*Work to complete*. This task calls for copying every line in the data below that contains the word "Primary".

[Collected data entries]

BEGIN

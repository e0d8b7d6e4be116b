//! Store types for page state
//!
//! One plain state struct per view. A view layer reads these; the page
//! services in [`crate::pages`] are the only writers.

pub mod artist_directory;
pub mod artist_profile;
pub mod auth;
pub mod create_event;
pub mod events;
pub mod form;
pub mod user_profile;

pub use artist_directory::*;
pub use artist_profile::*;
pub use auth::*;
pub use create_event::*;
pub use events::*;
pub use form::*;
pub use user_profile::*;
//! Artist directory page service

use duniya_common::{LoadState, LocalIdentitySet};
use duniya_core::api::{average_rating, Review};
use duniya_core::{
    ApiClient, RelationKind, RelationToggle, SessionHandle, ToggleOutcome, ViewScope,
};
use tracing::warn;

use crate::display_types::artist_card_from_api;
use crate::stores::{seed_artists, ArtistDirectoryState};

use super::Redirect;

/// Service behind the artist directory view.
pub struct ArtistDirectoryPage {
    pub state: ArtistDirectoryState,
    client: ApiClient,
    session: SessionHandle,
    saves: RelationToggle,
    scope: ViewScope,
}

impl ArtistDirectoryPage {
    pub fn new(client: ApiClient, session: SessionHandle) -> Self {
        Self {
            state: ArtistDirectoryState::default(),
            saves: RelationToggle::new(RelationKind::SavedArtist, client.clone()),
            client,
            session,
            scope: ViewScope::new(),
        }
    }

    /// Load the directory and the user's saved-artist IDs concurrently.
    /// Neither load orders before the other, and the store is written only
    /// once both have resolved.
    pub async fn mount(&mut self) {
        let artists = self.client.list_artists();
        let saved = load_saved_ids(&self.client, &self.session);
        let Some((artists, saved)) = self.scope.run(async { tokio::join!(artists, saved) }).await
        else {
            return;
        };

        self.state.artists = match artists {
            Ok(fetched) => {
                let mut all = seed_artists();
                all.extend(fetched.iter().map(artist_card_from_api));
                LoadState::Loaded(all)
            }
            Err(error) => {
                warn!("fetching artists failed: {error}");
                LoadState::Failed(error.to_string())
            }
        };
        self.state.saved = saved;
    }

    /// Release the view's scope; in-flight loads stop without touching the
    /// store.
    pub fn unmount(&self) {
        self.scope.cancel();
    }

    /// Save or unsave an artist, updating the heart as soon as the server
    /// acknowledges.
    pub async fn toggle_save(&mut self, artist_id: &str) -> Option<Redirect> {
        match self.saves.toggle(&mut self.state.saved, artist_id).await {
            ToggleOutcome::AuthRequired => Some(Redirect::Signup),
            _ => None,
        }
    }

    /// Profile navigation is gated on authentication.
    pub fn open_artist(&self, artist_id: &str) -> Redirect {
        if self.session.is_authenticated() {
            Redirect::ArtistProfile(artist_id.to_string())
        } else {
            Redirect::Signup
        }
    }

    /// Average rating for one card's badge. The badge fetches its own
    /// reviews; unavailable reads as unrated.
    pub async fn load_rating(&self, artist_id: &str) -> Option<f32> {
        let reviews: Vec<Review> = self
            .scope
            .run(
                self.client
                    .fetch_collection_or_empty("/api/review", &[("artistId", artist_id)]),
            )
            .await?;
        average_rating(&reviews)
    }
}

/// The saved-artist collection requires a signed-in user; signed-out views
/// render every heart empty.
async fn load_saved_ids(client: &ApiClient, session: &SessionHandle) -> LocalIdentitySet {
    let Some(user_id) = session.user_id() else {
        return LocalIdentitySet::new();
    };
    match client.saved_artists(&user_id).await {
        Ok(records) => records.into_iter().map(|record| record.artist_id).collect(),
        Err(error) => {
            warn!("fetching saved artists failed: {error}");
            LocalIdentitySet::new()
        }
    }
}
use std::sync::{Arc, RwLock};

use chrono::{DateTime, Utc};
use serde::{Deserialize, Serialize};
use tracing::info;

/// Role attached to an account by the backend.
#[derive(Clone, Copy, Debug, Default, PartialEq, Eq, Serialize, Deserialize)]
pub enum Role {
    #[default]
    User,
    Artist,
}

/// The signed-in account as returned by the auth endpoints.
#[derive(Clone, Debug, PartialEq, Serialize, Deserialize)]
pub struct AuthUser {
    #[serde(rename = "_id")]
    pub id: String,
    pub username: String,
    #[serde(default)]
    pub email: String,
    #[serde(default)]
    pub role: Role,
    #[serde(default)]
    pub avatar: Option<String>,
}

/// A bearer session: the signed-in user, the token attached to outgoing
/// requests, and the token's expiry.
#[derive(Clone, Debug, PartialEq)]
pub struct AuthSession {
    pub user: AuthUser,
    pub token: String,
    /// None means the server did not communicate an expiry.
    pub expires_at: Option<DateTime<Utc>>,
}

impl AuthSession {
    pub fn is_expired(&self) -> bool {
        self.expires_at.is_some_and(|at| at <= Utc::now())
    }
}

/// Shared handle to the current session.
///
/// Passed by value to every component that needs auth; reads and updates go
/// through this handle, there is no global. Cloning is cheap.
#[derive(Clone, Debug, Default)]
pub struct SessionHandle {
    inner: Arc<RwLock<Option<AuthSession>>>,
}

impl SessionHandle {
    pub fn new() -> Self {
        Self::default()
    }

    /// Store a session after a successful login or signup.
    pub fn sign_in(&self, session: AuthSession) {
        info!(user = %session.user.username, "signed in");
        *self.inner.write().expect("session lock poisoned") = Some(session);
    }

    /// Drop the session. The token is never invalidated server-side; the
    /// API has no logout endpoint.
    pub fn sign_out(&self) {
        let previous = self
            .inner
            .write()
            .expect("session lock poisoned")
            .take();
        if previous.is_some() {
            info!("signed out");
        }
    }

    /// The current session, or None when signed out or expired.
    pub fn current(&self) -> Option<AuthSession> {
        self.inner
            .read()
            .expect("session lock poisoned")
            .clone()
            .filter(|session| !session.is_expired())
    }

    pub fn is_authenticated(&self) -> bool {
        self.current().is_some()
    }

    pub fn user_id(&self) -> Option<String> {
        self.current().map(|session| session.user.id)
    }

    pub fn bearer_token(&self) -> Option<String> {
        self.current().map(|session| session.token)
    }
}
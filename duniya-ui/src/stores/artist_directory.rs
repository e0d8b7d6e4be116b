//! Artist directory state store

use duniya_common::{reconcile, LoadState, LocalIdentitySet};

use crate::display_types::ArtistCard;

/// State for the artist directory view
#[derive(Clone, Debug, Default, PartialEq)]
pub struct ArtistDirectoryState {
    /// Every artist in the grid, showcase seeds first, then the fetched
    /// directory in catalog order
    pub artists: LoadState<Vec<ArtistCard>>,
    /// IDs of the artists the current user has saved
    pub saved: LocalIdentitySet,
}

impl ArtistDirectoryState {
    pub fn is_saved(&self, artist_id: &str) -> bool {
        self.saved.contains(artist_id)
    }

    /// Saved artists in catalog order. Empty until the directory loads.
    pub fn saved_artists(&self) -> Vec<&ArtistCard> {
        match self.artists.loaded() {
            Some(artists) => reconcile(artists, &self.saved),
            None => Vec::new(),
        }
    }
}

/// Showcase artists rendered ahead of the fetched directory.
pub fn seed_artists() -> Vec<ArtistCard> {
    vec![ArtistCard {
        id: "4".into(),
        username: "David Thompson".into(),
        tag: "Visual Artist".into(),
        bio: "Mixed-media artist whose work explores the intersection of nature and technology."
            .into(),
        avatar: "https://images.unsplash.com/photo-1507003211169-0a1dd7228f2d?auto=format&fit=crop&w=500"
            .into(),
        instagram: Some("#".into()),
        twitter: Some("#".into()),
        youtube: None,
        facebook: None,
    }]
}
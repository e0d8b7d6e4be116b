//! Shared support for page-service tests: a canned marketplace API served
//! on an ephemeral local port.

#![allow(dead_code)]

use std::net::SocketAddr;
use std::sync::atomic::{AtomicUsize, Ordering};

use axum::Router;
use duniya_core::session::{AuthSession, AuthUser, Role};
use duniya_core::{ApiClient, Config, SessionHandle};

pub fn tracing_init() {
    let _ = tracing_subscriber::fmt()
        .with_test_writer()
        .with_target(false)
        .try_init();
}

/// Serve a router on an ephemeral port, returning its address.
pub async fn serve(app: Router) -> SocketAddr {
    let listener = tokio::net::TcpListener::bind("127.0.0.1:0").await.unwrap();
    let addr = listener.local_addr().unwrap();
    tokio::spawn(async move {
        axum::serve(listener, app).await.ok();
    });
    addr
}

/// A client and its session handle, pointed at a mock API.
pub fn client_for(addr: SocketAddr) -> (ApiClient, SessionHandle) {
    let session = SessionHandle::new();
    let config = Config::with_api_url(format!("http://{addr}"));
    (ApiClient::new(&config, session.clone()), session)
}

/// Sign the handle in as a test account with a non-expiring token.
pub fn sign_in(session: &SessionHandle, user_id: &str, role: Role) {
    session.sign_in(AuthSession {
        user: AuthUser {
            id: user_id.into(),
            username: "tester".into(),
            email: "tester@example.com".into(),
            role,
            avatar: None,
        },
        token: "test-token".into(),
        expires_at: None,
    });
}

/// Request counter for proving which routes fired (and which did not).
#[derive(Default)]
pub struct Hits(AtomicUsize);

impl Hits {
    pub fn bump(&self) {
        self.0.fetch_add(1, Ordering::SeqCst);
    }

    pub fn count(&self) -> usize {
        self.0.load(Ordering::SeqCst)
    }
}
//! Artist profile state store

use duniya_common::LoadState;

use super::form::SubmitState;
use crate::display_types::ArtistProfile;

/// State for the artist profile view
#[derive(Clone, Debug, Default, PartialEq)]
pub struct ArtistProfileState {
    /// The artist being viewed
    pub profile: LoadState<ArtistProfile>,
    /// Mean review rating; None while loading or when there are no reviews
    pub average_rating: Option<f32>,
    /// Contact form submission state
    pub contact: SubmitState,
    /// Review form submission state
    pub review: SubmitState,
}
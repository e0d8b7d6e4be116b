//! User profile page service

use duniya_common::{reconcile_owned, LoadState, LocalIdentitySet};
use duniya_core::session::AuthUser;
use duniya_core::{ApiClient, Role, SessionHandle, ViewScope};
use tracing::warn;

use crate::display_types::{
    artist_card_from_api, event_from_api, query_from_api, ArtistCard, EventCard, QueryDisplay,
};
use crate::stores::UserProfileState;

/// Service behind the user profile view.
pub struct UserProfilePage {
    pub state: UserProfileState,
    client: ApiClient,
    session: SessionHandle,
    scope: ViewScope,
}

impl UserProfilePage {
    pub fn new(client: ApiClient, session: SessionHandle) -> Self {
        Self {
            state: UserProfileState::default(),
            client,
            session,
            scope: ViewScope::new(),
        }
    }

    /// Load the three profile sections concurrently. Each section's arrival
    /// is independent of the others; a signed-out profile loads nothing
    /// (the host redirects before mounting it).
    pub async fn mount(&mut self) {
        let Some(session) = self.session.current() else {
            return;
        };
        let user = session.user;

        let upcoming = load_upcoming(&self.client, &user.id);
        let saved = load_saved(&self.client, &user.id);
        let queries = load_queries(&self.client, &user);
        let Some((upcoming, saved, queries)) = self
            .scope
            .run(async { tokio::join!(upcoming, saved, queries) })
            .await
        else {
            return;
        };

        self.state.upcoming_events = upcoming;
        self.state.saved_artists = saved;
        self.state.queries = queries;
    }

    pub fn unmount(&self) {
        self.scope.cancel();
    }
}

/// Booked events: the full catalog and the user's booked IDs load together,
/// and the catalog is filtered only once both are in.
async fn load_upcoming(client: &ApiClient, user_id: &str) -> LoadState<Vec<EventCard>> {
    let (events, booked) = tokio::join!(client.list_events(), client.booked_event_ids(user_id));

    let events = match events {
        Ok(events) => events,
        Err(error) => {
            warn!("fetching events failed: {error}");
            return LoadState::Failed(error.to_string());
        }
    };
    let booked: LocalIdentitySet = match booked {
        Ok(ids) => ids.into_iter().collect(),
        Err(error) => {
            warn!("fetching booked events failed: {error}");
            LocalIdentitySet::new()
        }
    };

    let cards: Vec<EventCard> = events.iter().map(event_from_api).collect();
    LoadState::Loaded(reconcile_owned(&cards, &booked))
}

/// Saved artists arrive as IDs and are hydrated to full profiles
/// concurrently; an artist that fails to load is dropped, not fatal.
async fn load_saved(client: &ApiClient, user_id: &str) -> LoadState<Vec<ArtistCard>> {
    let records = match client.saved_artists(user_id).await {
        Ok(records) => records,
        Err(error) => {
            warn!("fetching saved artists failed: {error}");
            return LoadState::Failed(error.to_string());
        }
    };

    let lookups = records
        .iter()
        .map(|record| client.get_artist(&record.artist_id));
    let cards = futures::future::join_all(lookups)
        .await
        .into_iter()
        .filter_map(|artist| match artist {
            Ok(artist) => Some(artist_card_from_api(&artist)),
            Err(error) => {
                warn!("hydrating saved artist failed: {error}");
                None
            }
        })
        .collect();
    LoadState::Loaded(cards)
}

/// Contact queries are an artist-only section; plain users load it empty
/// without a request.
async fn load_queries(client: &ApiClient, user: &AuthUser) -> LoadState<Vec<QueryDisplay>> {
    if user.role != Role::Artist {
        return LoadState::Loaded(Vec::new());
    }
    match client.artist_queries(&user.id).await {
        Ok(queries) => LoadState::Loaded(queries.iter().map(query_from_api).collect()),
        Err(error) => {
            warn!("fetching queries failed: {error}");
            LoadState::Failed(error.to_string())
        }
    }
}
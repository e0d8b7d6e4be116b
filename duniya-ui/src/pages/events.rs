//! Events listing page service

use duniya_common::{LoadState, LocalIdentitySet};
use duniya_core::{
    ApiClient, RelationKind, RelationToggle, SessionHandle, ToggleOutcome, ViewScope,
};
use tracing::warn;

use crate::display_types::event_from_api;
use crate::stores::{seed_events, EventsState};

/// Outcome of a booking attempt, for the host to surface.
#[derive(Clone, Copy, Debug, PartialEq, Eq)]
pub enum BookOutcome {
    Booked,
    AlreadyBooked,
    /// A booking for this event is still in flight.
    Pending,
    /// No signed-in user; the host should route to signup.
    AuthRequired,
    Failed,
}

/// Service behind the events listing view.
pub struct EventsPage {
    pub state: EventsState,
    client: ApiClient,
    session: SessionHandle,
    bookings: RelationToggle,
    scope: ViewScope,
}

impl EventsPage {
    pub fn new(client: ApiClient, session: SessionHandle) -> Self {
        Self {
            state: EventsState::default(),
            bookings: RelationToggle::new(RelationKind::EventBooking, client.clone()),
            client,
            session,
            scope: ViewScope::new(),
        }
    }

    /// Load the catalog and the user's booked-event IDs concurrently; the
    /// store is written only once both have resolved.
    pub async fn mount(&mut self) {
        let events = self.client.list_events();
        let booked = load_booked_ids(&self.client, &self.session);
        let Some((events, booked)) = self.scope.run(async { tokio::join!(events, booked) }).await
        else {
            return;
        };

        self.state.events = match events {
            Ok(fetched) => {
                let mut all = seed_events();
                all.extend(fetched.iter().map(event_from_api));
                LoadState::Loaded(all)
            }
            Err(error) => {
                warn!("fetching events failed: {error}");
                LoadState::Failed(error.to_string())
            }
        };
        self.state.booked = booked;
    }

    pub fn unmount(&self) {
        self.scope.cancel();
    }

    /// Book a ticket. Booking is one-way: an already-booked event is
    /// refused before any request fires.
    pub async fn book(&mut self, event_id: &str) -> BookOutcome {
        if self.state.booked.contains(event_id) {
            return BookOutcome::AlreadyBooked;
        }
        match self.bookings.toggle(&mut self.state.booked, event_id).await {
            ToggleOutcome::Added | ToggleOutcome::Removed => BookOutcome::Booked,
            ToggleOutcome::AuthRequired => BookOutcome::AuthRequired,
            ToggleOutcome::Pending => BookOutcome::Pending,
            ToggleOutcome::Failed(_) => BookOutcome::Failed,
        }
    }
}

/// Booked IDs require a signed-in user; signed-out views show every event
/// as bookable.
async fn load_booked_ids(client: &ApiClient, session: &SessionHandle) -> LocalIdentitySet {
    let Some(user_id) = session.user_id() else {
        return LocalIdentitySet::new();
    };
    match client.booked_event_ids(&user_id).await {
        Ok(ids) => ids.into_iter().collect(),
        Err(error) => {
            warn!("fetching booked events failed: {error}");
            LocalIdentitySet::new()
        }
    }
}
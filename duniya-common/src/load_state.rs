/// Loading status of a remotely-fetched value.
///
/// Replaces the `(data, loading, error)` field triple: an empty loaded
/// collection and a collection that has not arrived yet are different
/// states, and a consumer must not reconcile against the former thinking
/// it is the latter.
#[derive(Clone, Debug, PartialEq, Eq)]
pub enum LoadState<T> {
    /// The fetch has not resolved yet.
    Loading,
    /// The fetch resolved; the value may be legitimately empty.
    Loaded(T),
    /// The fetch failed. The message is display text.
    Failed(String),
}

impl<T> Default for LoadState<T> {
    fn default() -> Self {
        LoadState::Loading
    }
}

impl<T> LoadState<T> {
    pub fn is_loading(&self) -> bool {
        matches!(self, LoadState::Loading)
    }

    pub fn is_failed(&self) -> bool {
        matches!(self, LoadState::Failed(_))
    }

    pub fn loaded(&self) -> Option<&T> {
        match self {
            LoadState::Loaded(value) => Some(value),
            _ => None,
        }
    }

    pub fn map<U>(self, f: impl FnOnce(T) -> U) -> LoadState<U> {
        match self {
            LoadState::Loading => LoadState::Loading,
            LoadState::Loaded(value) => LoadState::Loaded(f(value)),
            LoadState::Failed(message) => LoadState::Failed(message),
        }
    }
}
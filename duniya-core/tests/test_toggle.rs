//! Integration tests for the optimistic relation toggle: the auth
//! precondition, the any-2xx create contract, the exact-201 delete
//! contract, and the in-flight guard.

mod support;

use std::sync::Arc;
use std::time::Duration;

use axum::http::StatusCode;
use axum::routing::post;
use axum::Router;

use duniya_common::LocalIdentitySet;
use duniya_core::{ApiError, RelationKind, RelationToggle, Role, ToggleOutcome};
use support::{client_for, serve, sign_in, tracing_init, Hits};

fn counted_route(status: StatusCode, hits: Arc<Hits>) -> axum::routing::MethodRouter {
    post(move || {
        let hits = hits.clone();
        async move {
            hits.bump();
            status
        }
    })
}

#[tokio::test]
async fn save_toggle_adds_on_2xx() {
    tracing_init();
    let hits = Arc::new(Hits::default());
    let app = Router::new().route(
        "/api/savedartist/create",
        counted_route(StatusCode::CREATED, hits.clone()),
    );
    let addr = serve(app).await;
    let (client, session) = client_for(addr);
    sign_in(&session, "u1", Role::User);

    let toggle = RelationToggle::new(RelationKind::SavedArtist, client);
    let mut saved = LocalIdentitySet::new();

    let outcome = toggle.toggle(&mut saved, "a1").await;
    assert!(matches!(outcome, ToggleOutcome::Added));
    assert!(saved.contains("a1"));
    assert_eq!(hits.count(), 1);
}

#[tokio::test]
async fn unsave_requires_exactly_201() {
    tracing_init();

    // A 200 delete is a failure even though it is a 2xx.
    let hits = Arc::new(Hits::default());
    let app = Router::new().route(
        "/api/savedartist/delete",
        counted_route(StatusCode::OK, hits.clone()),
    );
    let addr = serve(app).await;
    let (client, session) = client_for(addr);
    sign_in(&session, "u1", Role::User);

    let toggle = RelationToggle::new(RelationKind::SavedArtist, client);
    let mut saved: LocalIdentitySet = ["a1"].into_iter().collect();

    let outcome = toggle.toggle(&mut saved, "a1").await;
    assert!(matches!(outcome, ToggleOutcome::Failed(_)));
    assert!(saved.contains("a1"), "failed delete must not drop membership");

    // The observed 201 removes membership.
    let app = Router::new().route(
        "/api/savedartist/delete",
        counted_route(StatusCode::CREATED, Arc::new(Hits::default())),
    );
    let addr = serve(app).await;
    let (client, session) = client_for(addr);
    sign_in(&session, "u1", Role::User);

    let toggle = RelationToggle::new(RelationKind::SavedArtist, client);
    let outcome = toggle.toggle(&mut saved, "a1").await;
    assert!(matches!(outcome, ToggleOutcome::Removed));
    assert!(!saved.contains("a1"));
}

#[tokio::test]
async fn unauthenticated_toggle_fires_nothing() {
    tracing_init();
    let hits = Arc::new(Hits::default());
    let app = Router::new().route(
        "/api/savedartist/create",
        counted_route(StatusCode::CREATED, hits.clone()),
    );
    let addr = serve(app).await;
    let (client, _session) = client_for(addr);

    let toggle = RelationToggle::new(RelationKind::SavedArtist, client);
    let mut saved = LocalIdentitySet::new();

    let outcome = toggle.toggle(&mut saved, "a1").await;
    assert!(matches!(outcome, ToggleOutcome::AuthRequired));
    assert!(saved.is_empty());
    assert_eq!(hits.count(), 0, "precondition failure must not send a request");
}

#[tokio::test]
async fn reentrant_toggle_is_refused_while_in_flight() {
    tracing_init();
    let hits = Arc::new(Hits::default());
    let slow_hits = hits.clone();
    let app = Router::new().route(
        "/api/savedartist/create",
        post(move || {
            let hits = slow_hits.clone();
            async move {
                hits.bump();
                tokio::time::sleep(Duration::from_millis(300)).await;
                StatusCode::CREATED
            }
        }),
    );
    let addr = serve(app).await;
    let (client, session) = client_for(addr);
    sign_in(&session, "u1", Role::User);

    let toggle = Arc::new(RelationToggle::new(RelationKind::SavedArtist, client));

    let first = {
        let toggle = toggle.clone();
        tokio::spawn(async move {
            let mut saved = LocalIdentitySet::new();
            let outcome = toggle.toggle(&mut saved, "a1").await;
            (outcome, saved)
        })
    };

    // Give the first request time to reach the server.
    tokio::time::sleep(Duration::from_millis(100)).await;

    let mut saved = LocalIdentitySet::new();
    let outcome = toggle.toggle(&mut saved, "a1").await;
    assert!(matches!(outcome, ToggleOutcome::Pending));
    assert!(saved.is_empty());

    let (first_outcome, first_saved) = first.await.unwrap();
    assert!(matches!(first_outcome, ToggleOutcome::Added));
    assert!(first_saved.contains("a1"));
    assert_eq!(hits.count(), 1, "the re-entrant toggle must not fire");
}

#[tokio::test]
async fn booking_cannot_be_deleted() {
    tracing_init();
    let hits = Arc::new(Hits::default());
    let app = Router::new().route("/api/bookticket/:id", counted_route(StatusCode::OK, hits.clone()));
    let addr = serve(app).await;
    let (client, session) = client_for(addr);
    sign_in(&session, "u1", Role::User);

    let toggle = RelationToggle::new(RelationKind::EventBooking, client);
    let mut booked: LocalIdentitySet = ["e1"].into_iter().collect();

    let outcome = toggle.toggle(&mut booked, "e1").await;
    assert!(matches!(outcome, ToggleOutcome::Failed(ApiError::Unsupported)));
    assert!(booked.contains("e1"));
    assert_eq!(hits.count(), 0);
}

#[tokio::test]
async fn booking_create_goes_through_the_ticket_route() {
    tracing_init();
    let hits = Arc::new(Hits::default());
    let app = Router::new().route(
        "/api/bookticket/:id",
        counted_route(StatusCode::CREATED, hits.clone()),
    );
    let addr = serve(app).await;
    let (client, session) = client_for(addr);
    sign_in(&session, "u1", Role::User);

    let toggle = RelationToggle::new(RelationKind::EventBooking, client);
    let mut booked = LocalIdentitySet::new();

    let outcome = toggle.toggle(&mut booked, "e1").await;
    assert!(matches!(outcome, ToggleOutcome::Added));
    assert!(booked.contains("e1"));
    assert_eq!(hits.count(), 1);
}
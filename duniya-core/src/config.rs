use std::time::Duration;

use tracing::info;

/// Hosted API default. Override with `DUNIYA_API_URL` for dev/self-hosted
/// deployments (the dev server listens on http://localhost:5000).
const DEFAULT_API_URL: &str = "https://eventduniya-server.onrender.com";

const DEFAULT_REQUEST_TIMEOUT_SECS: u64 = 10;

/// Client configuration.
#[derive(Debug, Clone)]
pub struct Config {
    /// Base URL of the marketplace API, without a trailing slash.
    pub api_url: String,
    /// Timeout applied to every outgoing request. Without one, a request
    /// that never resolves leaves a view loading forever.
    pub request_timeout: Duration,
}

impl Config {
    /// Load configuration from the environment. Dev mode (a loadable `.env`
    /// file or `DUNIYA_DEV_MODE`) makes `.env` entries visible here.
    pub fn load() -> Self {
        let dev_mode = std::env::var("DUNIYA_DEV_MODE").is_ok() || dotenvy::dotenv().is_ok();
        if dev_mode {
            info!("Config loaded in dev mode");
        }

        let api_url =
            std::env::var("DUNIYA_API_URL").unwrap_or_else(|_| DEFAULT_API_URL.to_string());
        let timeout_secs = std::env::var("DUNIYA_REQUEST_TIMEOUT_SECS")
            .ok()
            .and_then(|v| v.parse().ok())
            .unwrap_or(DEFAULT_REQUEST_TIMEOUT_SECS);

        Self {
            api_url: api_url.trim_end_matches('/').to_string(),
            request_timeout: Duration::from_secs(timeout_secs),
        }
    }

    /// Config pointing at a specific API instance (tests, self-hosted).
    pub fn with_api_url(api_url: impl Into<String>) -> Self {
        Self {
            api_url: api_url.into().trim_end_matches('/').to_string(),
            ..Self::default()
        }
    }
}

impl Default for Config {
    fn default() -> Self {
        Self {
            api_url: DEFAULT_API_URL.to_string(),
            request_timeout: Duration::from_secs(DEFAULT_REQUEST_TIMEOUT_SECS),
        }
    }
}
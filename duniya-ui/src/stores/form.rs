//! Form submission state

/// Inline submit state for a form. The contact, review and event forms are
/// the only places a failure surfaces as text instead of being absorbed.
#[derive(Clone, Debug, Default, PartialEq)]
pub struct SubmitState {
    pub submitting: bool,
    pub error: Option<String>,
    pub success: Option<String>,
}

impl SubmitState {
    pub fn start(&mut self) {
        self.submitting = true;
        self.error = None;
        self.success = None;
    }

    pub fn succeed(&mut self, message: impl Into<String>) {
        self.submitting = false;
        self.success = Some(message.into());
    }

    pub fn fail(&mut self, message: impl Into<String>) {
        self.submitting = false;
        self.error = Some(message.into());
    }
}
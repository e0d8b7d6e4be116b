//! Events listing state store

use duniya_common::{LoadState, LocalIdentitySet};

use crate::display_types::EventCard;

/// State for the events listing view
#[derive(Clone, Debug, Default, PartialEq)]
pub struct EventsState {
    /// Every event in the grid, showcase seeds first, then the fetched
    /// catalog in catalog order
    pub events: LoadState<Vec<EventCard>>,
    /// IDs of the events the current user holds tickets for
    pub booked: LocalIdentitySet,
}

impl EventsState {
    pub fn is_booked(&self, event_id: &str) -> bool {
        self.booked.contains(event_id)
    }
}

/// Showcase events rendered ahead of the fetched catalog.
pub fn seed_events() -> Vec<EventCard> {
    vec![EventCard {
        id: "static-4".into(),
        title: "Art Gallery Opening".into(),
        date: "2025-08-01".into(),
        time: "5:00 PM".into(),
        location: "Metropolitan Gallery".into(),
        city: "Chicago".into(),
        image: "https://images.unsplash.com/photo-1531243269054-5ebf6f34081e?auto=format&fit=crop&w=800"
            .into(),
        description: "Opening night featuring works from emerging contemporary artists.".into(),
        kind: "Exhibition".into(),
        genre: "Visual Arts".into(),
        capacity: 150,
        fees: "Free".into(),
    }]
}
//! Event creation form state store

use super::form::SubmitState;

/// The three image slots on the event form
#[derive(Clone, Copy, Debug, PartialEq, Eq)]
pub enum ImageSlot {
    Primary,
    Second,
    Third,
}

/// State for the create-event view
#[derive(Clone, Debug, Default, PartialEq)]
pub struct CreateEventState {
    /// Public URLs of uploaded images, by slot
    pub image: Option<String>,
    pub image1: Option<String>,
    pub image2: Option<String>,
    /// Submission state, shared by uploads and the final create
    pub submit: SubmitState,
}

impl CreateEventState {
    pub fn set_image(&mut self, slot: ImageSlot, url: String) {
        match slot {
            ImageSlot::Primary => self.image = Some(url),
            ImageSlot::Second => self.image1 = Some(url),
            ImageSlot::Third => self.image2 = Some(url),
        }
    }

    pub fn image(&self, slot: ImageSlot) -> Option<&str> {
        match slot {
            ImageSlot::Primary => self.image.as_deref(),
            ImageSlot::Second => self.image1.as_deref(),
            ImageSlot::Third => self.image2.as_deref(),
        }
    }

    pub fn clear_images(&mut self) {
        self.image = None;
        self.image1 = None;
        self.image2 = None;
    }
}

END

*Task output*.
    Primary,
            ImageSlot::Primary => self.image = Some(url),
            ImageSlot::Primary => self.image.as_deref(),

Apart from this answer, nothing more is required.